• Problem statement
Only the number is wanted: how many lines of these entries contain the word "files"?

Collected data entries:
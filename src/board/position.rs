use std::fmt;
use serde::{Deserialize, Serialize};
use crate::board::{Color, Piece, PieceKind, Square};
use crate::error::EngineError;

/// Pieces in insertion order plus the side to move.
///
/// At most one non-captured piece sits on any square; ids are unique.
/// Captured pieces stay in the list and are skipped by every query.
#[derive(Clone, Debug, PartialEq, Eq, Serialize)]
#[serde(rename_all = "camelCase")]
pub struct Position {
    pieces: Vec<Piece>,
    #[serde(rename = "currentPlayer")]
    side_to_move: Color,
}

// Wire shape of a detected position; every field arrives as text and is
// converted with a typed error.
#[derive(Deserialize)]
#[serde(rename_all = "camelCase")]
struct PieceRecord {
    id: String,
    #[serde(rename = "type")]
    kind: String,
    color: String,
    position: String,
    #[serde(default)]
    captured: bool,
    #[serde(default)]
    has_moved: bool,
}

#[derive(Deserialize)]
#[serde(rename_all = "camelCase")]
struct PositionRecord {
    pieces: Vec<PieceRecord>,
    current_player: Option<String>,
}

impl TryFrom<PieceRecord> for Piece {
    type Error = EngineError;
    fn try_from(r: PieceRecord) -> Result<Self, Self::Error> {
        let mut p = Piece::new(r.id, r.kind.parse()?, r.color.parse()?, &r.position)?;
        p.captured = r.captured;
        p.has_moved = r.has_moved;
        Ok(p)
    }
}

impl Position {
    pub fn empty(side_to_move: Color) -> Self {
        Self { pieces: Vec::new(), side_to_move }
    }

    pub fn from_pieces(pieces: Vec<Piece>, side_to_move: Color) -> Result<Self, EngineError> {
        let mut pos = Self::empty(side_to_move);
        for p in pieces { pos.add(p)?; }
        Ok(pos)
    }

    /// The 24-piece layout used when no photo is available: full back ranks
    /// and pawns on the b, d, e and g files. White moves first.
    pub fn demo() -> Self {
        const GROUPS: [(PieceKind, &[u8]); 6] = [
            (PieceKind::Rook, &[0, 7]),
            (PieceKind::Knight, &[1, 6]),
            (PieceKind::Bishop, &[2, 5]),
            (PieceKind::Queen, &[3]),
            (PieceKind::King, &[4]),
            (PieceKind::Pawn, &[1, 3, 4, 6]),
        ];
        let mut pieces = Vec::with_capacity(24);
        for color in [Color::White, Color::Black] {
            let prefix = if color == Color::White { 'w' } else { 'b' };
            for (kind, files) in GROUPS {
                let rank = if kind == PieceKind::Pawn { color.pawn_origin_rank() } else { color.home_rank() };
                for &file in files {
                    let id = format!("{}-{}-{}", prefix, kind, pieces.len());
                    // file and rank are in range by construction
                    if let Ok(sq) = Square::new(file, rank) {
                        pieces.push(Piece::at(id, kind, color, sq));
                    }
                }
            }
        }
        Self { pieces, side_to_move: Color::White }
    }

    pub fn from_json(json: &str) -> Result<Self, EngineError> {
        let rec: PositionRecord = serde_json::from_str(json)?;
        let side = match rec.current_player.as_deref() {
            Some(s) => s.parse()?,
            None => Color::White,
        };
        let pieces = rec.pieces.into_iter().map(Piece::try_from).collect::<Result<Vec<_>, _>>()?;
        Self::from_pieces(pieces, side)
    }

    pub fn to_json(&self) -> Result<String, EngineError> {
        Ok(serde_json::to_string_pretty(self)?)
    }

    pub fn add(&mut self, piece: Piece) -> Result<(), EngineError> {
        if self.pieces.iter().any(|p| p.id == piece.id) {
            return Err(EngineError::DuplicatePiece(piece.id));
        }
        if !piece.captured && self.is_occupied(piece.square) {
            return Err(EngineError::SquareOccupied(piece.square));
        }
        self.pieces.push(piece);
        Ok(())
    }

    pub fn side_to_move(&self) -> Color { self.side_to_move }
    pub fn set_side_to_move(&mut self, color: Color) { self.side_to_move = color; }

    /// Every piece in insertion order, captured ones included.
    pub fn pieces(&self) -> &[Piece] { &self.pieces }

    pub fn active_pieces(&self, color: Color) -> impl Iterator<Item = &Piece> + '_ {
        self.pieces.iter().filter(move |p| !p.captured && p.color == color)
    }

    pub fn piece(&self, id: &str) -> Option<&Piece> {
        self.pieces.iter().find(|p| p.id == id)
    }

    pub fn occupant(&self, sq: Square) -> Option<&Piece> {
        self.pieces.iter().find(|p| !p.captured && p.square == sq)
    }

    pub fn is_occupied(&self, sq: Square) -> bool { self.occupant(sq).is_some() }

    pub fn occupant_color(&self, sq: Square) -> Option<Color> { self.occupant(sq).map(|p| p.color) }

    pub fn is_occupied_by_color(&self, sq: Square, color: Color) -> bool {
        self.occupant_color(sq) == Some(color)
    }

    /// Moves `piece_id` to `to`, capturing whatever stands there, and hands
    /// the turn over. Legality is the caller's business.
    pub fn apply(&mut self, piece_id: &str, to: Square) -> Result<Option<Piece>, EngineError> {
        let idx = self.pieces.iter().position(|p| p.id == piece_id && !p.captured)
            .ok_or_else(|| EngineError::UnknownPiece(piece_id.to_string()))?;
        let mut captured = None;
        if let Some(t) = self.pieces.iter().position(|p| !p.captured && p.square == to) {
            if t != idx {
                self.pieces[t].captured = true;
                captured = Some(self.pieces[t].clone());
            }
        }
        let mover = &mut self.pieces[idx];
        mover.square = to;
        mover.has_moved = true;
        self.side_to_move = self.side_to_move.opposite();
        Ok(captured)
    }

    pub fn pass(&mut self) { self.side_to_move = self.side_to_move.opposite(); }
}

impl fmt::Display for Position {
    fn fmt(&self, f: &mut fmt::Formatter<'_>) -> fmt::Result {
        for rank in (0..8u8).rev() {
            write!(f, "{} ", rank + 1)?;
            for file in 0..8u8 {
                let c = Square::new(file, rank).ok()
                    .and_then(|sq| self.occupant(sq))
                    .map(|p| p.kind.symbol(p.color))
                    .unwrap_or('.');
                write!(f, " {}", c)?;
            }
            writeln!(f)?;
        }
        writeln!(f, "   a b c d e f g h")?;
        write!(f, "{} to move", self.side_to_move)
    }
}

• Finished task
3